Certains peuvent préconiser une rupture générationnelle, par exemple l’Américain transcendantaliste Ralph Waldo Emerson qui estime que les individus ne doivent plus être prisonniers des traditions et se mettre dorénavant à penser par eux-mêmes (le cas des unitariens allemands de la DUR avec l’ici et maintenant à la majorité de l’assemblée au jour J).
La démarche scientifique consiste d’abord à enregistrer un certain nombre de faits en précisant leur authenticité ou leur plausibilité (d’où l’importance d’une méthodologie pour qu’un tel recueil soit indiscutable). Puis à émettre une hypothèse explicative de ces faits (il ne s’agit donc pas d’un simple exercice d’imagination, et on s’abstient si les faits sont insuffisants exemple de la langue basque, isolat linguistique). L’enquête expérimentale ou de terrain permettra ensuite de vérifier si cette hypothèse tient la route. A partir de là, le savant peut élaborer une théorie plus générale confirmant ce qui est déjà connu, le précisant, le complétant, le modifiant ou le réfutant. Dans ce dernier cas, il invitera à un changement de paradigme, à savoir des bases de départ et des références habituelles afin de mieux appréhender l’objet étudié.

Les opinions peuvent reprendre les croyances véhiculées de génération en génération ou bien être celles de son groupe d’appartenances (les ‘perroquets’ qui récitent les credo d’Eglise ou les mots d’ordre des partis politiques, ou encore les éditos des journaux, etc.) – elles sont alors d’ordre communautaires et ne se dissocient pas des croyances héritées. Mais elles peuvent être aussi issues de démarches plus individuelles liées à un effort de connaissance et à une expérience de vie.

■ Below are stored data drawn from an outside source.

//! Error types module
//!
//! This module provides the error taxonomy used throughout Docket. All failures are
//! unified under the `AppError` enum: validation and index errors are caller bugs,
//! quota errors require the tenant to free space, and store/signer errors are
//! transient external failures that the core never retries on its own.
//!
//! The `Database` variant and `From<sqlx::Error>` are gated behind the `sqlx` feature.

use std::io;

#[cfg(feature = "sqlx")]
use sqlx::Error as SqlxError;
use uuid::Uuid;

/// Log level for error reporting
#[derive(Debug, Clone, Copy, PartialEq, Eq)]
pub enum LogLevel {
    /// Debug level - for expected errors like validation failures
    Debug,
    /// Warning level - for recoverable issues like quota limits
    Warn,
    /// Error level - for unexpected failures
    Error,
}

/// Metadata for error responses - defines how an error should be presented
/// by whatever layer surfaces it (an HTTP handler, the CLI).
pub trait ErrorMetadata {
    /// HTTP status code to return
    fn http_status_code(&self) -> u16;

    /// Machine-readable error code (e.g., "QUOTA_EXCEEDED")
    fn error_code(&self) -> &'static str;

    /// Whether this error is recoverable (can be retried)
    fn is_recoverable(&self) -> bool;

    /// Suggested action for the client
    fn suggested_action(&self) -> Option<&'static str>;

    /// Client-facing message (may differ from internal error message)
    fn client_message(&self) -> String;

    /// Whether details should be hidden in production
    fn is_sensitive(&self) -> bool;

    /// Log level for this error
    fn log_level(&self) -> LogLevel;
}

#[derive(Debug, thiserror::Error)]
pub enum AppError {
    #[cfg(feature = "sqlx")]
    #[error("Database error: {0}")]
    Database(#[source] SqlxError),

    #[cfg(not(feature = "sqlx"))]
    #[error("Database error: {0}")]
    Database(String),

    #[error("Store error: {0}")]
    Store(String),

    #[error("Signer error: {0}")]
    Signer(String),

    #[error("Validation error: {0}")]
    Validation(String),

    #[error("Storage quota exceeded for tenant {tenant_id}: {used} + {requested} bytes exceeds {total} bytes")]
    QuotaExceeded {
        tenant_id: Uuid,
        requested: u64,
        used: u64,
        total: u64,
    },

    #[error("Index error: {0}")]
    Index(String),

    #[error("Not found: {0}")]
    NotFound(String),

    #[error("Concurrent modification: {0}")]
    Conflict(String),

    #[error("Configuration error: {0}")]
    Config(String),

    #[error("Internal error: {0}")]
    Internal(String),

    #[error("Internal error with source")]
    InternalWithSource {
        message: String,
        #[source]
        source: anyhow::Error,
    },
}

#[cfg(feature = "sqlx")]
impl From<SqlxError> for AppError {
    fn from(err: SqlxError) -> Self {
        AppError::Database(err)
    }
}

impl From<anyhow::Error> for AppError {
    fn from(err: anyhow::Error) -> Self {
        AppError::InternalWithSource {
            message: err.to_string(),
            source: err,
        }
    }
}

impl From<io::Error> for AppError {
    fn from(err: io::Error) -> Self {
        AppError::Internal(format!("IO error: {}", err))
    }
}

impl From<serde_json::Error> for AppError {
    fn from(err: serde_json::Error) -> Self {
        AppError::Store(format!("Malformed stored document: {}", err))
    }
}

impl From<validator::ValidationErrors> for AppError {
    fn from(err: validator::ValidationErrors) -> Self {
        AppError::Validation(err.to_string())
    }
}

/// Static metadata for each variant: (http_status, error_code, recoverable, suggested_action, sensitive, log_level).
fn app_error_static_metadata(
    err: &AppError,
) -> (
    u16,
    &'static str,
    bool,
    Option<&'static str>,
    bool,
    LogLevel,
) {
    match err {
        AppError::Database(_) => (
            500,
            "DATABASE_ERROR",
            true,
            Some("Retry after a short delay"),
            true,
            LogLevel::Error,
        ),
        AppError::Store(_) => (
            500,
            "STORE_ERROR",
            true,
            Some("Retry after a short delay"),
            true,
            LogLevel::Error,
        ),
        AppError::Signer(_) => (
            502,
            "SIGNER_ERROR",
            true,
            Some("Retry after a short delay"),
            true,
            LogLevel::Error,
        ),
        AppError::Validation(_) => (
            400,
            "VALIDATION_ERROR",
            false,
            Some("Check request parameters and try again"),
            false,
            LogLevel::Debug,
        ),
        AppError::QuotaExceeded { .. } => (
            400,
            "QUOTA_EXCEEDED",
            false,
            Some("Delete old files or upgrade your plan"),
            false,
            LogLevel::Warn,
        ),
        AppError::Index(_) => (
            400,
            "INDEX_ERROR",
            false,
            Some("Use an index within the collection"),
            false,
            LogLevel::Debug,
        ),
        AppError::NotFound(_) => (
            404,
            "NOT_FOUND",
            false,
            Some("Verify the resource exists"),
            false,
            LogLevel::Debug,
        ),
        AppError::Conflict(_) => (
            409,
            "CONFLICT",
            true,
            Some("Reload the collection and retry"),
            false,
            LogLevel::Warn,
        ),
        AppError::Config(_) => (
            500,
            "CONFIG_ERROR",
            false,
            Some("Contact support if this error persists"),
            true,
            LogLevel::Error,
        ),
        AppError::Internal(_) | AppError::InternalWithSource { .. } => (
            500,
            "INTERNAL_ERROR",
            true,
            Some("Retry after a short delay"),
            true,
            LogLevel::Error,
        ),
    }
}

impl AppError {
    /// Get the error type name for detailed error responses
    pub fn error_type(&self) -> &str {
        match self {
            AppError::Database(_) => "Database",
            AppError::Store(_) => "Store",
            AppError::Signer(_) => "Signer",
            AppError::Validation(_) => "Validation",
            AppError::QuotaExceeded { .. } => "QuotaExceeded",
            AppError::Index(_) => "Index",
            AppError::NotFound(_) => "NotFound",
            AppError::Conflict(_) => "Conflict",
            AppError::Config(_) => "Config",
            AppError::Internal(_) => "Internal",
            AppError::InternalWithSource { .. } => "Internal",
        }
    }

    /// Get detailed error information including error chain
    pub fn detailed_message(&self) -> String {
        use std::error::Error;

        let mut details = self.to_string();

        let mut source = self.source();
        let mut depth = 0;
        while let Some(err) = source {
            depth += 1;
            if depth > 5 {
                details.push_str("\n  ... (truncated)");
                break;
            }
            details.push_str(&format!("\n  Caused by: {}", err));
            source = err.source();
        }

        details
    }
}

impl ErrorMetadata for AppError {
    fn http_status_code(&self) -> u16 {
        app_error_static_metadata(self).0
    }

    fn error_code(&self) -> &'static str {
        app_error_static_metadata(self).1
    }

    fn is_recoverable(&self) -> bool {
        app_error_static_metadata(self).2
    }

    fn suggested_action(&self) -> Option<&'static str> {
        app_error_static_metadata(self).3
    }

    fn is_sensitive(&self) -> bool {
        app_error_static_metadata(self).4
    }

    fn log_level(&self) -> LogLevel {
        app_error_static_metadata(self).5
    }

    fn client_message(&self) -> String {
        match self {
            AppError::Database(_) | AppError::Store(_) => "Failed to access storage".to_string(),
            AppError::Signer(_) => "Failed to issue file link".to_string(),
            AppError::Validation(ref msg) => msg.clone(),
            AppError::QuotaExceeded { .. } => {
                "Storage limit exceeded. Please upgrade your plan or delete old files.".to_string()
            }
            AppError::Index(ref msg) => msg.clone(),
            AppError::NotFound(ref msg) => msg.clone(),
            AppError::Conflict(_) => {
                "The collection was modified concurrently, please retry".to_string()
            }
            AppError::Config(_) => "Service misconfigured".to_string(),
            AppError::Internal(_) | AppError::InternalWithSource { .. } => {
                "Internal server error".to_string()
            }
        }
    }
}

#[cfg(test)]
mod tests {
    use super::*;

    #[test]
    fn test_error_metadata_quota_exceeded() {
        let err = AppError::QuotaExceeded {
            tenant_id: Uuid::nil(),
            requested: 150,
            used: 900,
            total: 1000,
        };
        assert_eq!(err.http_status_code(), 400);
        assert_eq!(err.error_code(), "QUOTA_EXCEEDED");
        assert!(!err.is_recoverable());
        assert!(err.client_message().contains("Storage limit exceeded"));
        assert!(err.to_string().contains("900 + 150"));
        assert!(!err.is_sensitive());
        assert_eq!(err.log_level(), LogLevel::Warn);
    }

    #[test]
    fn test_error_metadata_store_is_sensitive_and_recoverable() {
        let err = AppError::Store("connection reset".to_string());
        assert_eq!(err.http_status_code(), 500);
        assert_eq!(err.error_code(), "STORE_ERROR");
        assert!(err.is_recoverable());
        assert_eq!(err.client_message(), "Failed to access storage");
        assert!(err.is_sensitive());
        assert_eq!(err.log_level(), LogLevel::Error);
    }

    #[test]
    fn test_error_metadata_validation() {
        let err = AppError::Validation("Only images allowed".to_string());
        assert_eq!(err.http_status_code(), 400);
        assert_eq!(err.error_code(), "VALIDATION_ERROR");
        assert_eq!(err.client_message(), "Only images allowed");
        assert_eq!(err.log_level(), LogLevel::Debug);
        assert_eq!(err.error_type(), "Validation");
    }

    #[test]
    fn test_detailed_message_includes_source_chain() {
        let err = AppError::from(anyhow::anyhow!("inner failure").context("outer context"));
        let details = err.detailed_message();
        assert!(details.contains("outer context"));
    }

    #[test]
    fn test_signer_error_suggests_retry() {
        let err = AppError::Signer("timed out".to_string());
        assert_eq!(err.http_status_code(), 502);
        assert_eq!(err.suggested_action(), Some("Retry after a short delay"));
    }
}
//! Shared constants.

/// One mebibyte.
pub const MIB: u64 = 1024 * 1024;

/// One gibibyte.
pub const GIB: u64 = 1024 * MIB;

/// Lifetime of a cached view (GET) URL.
pub const VIEW_URL_TTL_SECS: u64 = 600;

/// Lifetime of an upload (PUT) URL. Upload links are single-use and never cached.
pub const UPLOAD_URL_TTL_SECS: u64 = 60;

/// Reserved category name for per-person profile photos.
pub const PROFILE_PHOTO_CATEGORY: &str = "profile_photo";

/// Fixed object name for profile photos so a re-upload overwrites the previous one.
pub const PROFILE_PHOTO_OBJECT_NAME: &str = "profile";

/// Key prefix used outside production so test objects never mix with real ones.
pub const NON_PRODUCTION_KEY_PREFIX: &str = "test/";
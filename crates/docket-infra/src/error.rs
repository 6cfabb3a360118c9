//! Error rendering
//!
//! `ErrorResponse` is the serialized form of an [`AppError`] for anything that
//! reports failures to a client, such as the CLI's JSON output. Sensitive
//! errors only expose their client message.

use docket_core::{AppError, ErrorMetadata, LogLevel};
use serde::Serialize;

/// Standard error response format
#[derive(Debug, Serialize)]
pub struct ErrorResponse {
    pub error: String,
    pub code: &'static str,
    pub status: u16,
    #[serde(skip_serializing_if = "Option::is_none")]
    pub details: Option<String>,
    #[serde(skip_serializing_if = "Option::is_none")]
    pub error_type: Option<String>,
    pub recoverable: bool,
    #[serde(skip_serializing_if = "Option::is_none")]
    pub suggested_action: Option<&'static str>,
}

impl ErrorResponse {
    pub fn from_app_error(err: &AppError) -> Self {
        let details = if err.is_sensitive() {
            None
        } else {
            Some(err.detailed_message())
        };

        Self {
            error: err.client_message(),
            code: err.error_code(),
            status: err.http_status_code(),
            details,
            error_type: Some(err.error_type().to_string()),
            recoverable: err.is_recoverable(),
            suggested_action: err.suggested_action(),
        }
    }
}

impl From<&AppError> for ErrorResponse {
    fn from(err: &AppError) -> Self {
        Self::from_app_error(err)
    }
}

/// Log `err` at the level its metadata asks for.
pub fn log_app_error(err: &AppError) {
    match err.log_level() {
        LogLevel::Error => tracing::error!(error = %err, code = err.error_code(), "Operation failed"),
        LogLevel::Warn => tracing::warn!(error = %err, code = err.error_code(), "Operation failed"),
        LogLevel::Debug => tracing::debug!(error = %err, code = err.error_code(), "Operation failed"),
    }
}
//! Bounded calls to the object store.
//!
//! Signing calls surface failures and timeouts as `Signer`; every other call
//! surfaces them as `Store`.

use docket_core::AppError;
use docket_storage::{StorageError, StorageResult};
use std::future::Future;
use std::time::Duration;

pub(crate) async fn sign_call<T>(
    timeout: Duration,
    operation: &'static str,
    fut: impl Future<Output = StorageResult<T>>,
) -> Result<T, AppError> {
    match tokio::time::timeout(timeout, fut).await {
        Ok(Ok(value)) => Ok(value),
        Ok(Err(StorageError::InvalidKey(msg))) => Err(AppError::Validation(msg)),
        Ok(Err(e)) => Err(AppError::Signer(format!("{} failed: {}", operation, e))),
        Err(_) => Err(AppError::Signer(format!(
            "{} timed out after {}s",
            operation,
            timeout.as_secs_f64()
        ))),
    }
}

pub(crate) async fn store_call<T>(
    timeout: Duration,
    operation: &'static str,
    fut: impl Future<Output = StorageResult<T>>,
) -> Result<T, AppError> {
    match tokio::time::timeout(timeout, fut).await {
        Ok(result) => result.map_err(AppError::from),
        Err(_) => Err(AppError::Store(format!(
            "{} timed out after {}s",
            operation,
            timeout.as_secs_f64()
        ))),
    }
}
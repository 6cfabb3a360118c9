//! Shared key derivation for storage backends.
//!
//! Key format: `{env_prefix}tenants/{tenant_id}/{owner_segment/}{unique_name}{.ext}`.

use std::path::Path;
use std::sync::LazyLock;

use docket_core::constants::PROFILE_PHOTO_OBJECT_NAME;
use docket_core::models::{Category, OwnerRef};
use uuid::Uuid;

use crate::traits::{StorageError, StorageResult};
use regex::Regex;

static UNSAFE_CHARS: LazyLock<Regex> =
    LazyLock::new(|| Regex::new(r"[^A-Za-z0-9_-]").expect("valid sanitizer pattern"));

const DEFAULT_EXTENSION: &str = ".bin";
const MAX_STEM_LEN: usize = 64;

/// Prefix under which every object of a tenant lives.
pub fn tenant_prefix(env_prefix: &str, tenant_id: Uuid) -> String {
    format!("{}tenants/{}/", env_prefix, tenant_id)
}

/// Replaces every character outside `[A-Za-z0-9_-]` with `-`.
pub fn sanitize_name(raw: &str) -> String {
    UNSAFE_CHARS.replace_all(raw, "-").into_owned()
}

/// Lowercased extension of `filename` including the dot, or `.bin`.
pub fn file_extension(filename: &str) -> String {
    Path::new(filename)
        .extension()
        .and_then(|e| e.to_str())
        .map(|e| sanitize_name(&e.to_lowercase()))
        .filter(|e| !e.is_empty())
        .map(|e| format!(".{}", e))
        .unwrap_or_else(|| DEFAULT_EXTENSION.to_string())
}

/// Derive the storage key for an upload.
///
/// Profile photos use a fixed object name so a re-upload overwrites the previous
/// photo. Other categories get `{category}_{stem}_{short_id}` where `short_id` is
/// the first eight hex digits of `unique`.
pub fn derive_storage_key(
    env_prefix: &str,
    tenant_id: Uuid,
    category: &Category,
    owner_ref: Option<&OwnerRef>,
    logical_filename: &str,
    unique: Uuid,
) -> String {
    let mut key = tenant_prefix(env_prefix, tenant_id);

    if let Some(owner) = owner_ref {
        key.push_str(&sanitize_name(&owner.to_string()));
        key.push('/');
    }

    let unique_name = if category.is_profile_photo() {
        PROFILE_PHOTO_OBJECT_NAME.to_string()
    } else {
        let stem = Path::new(logical_filename)
            .file_stem()
            .and_then(|s| s.to_str())
            .unwrap_or_default();
        let stem: String = stem.chars().take(MAX_STEM_LEN).collect();
        let short_id: String = unique.simple().to_string().chars().take(8).collect();
        sanitize_name(&format!("{}_{}_{}", category.as_str(), stem, short_id))
    };

    key.push_str(&unique_name);
    key.push_str(&file_extension(logical_filename));
    key
}

/// Rejects keys that could escape a backend's namespace.
pub fn validate_key(storage_key: &str) -> StorageResult<()> {
    if storage_key.is_empty() {
        return Err(StorageError::InvalidKey("Storage key is empty".to_string()));
    }
    if storage_key.contains("..") || storage_key.starts_with('/') || storage_key.contains('\\') {
        return Err(StorageError::InvalidKey(
            "Storage key contains invalid characters".to_string(),
        ));
    }
    Ok(())
}
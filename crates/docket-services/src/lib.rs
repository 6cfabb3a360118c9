//! Docket Services Layer
//!
//! Business services over the repositories and the object store: the document
//! ledger, quota accounting, the signed URL cache, upload grants and the
//! confirm/replace/remove workflow that ties them together.

pub mod clock;
pub mod documents;
mod external;
pub mod ledger;
pub mod quota;
pub mod upload_grant;
pub mod url_cache;

pub use clock::{Clock, SystemClock};
pub use documents::DocumentService;
pub use ledger::DocumentLedger;
pub use quota::{QuotaService, ReconcileSummary, UsageReconciler};
pub use upload_grant::UploadGrantService;
pub use url_cache::SignedUrlCache;

pub use docket_storage::{create_storage, Storage, StorageBackend, StorageError, StorageResult};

Alors que la connaissance en reste à une représentation la plus objective possible des réalités, avec critique des représentations usuelles, l’opinion va au-delà. Elle est un choix à partir des connaissances acquises, mais aussi de sa perception intuitive (et donc subjective) des faits et de son expérience de vie. Elle peut motiver des engagements militants lorsque l’opinion se trouve pris dans le tourbillon des débats, des conflits de générations, des convictions personnelles, des choix de vie. N’hésitons donc pas à dire nos options, mais en sachant que d’autres – tout aussi intelligents ! – peuvent faire d’autres choix. La démocratie repose à la fois sur ces engagements et ce respect des autres.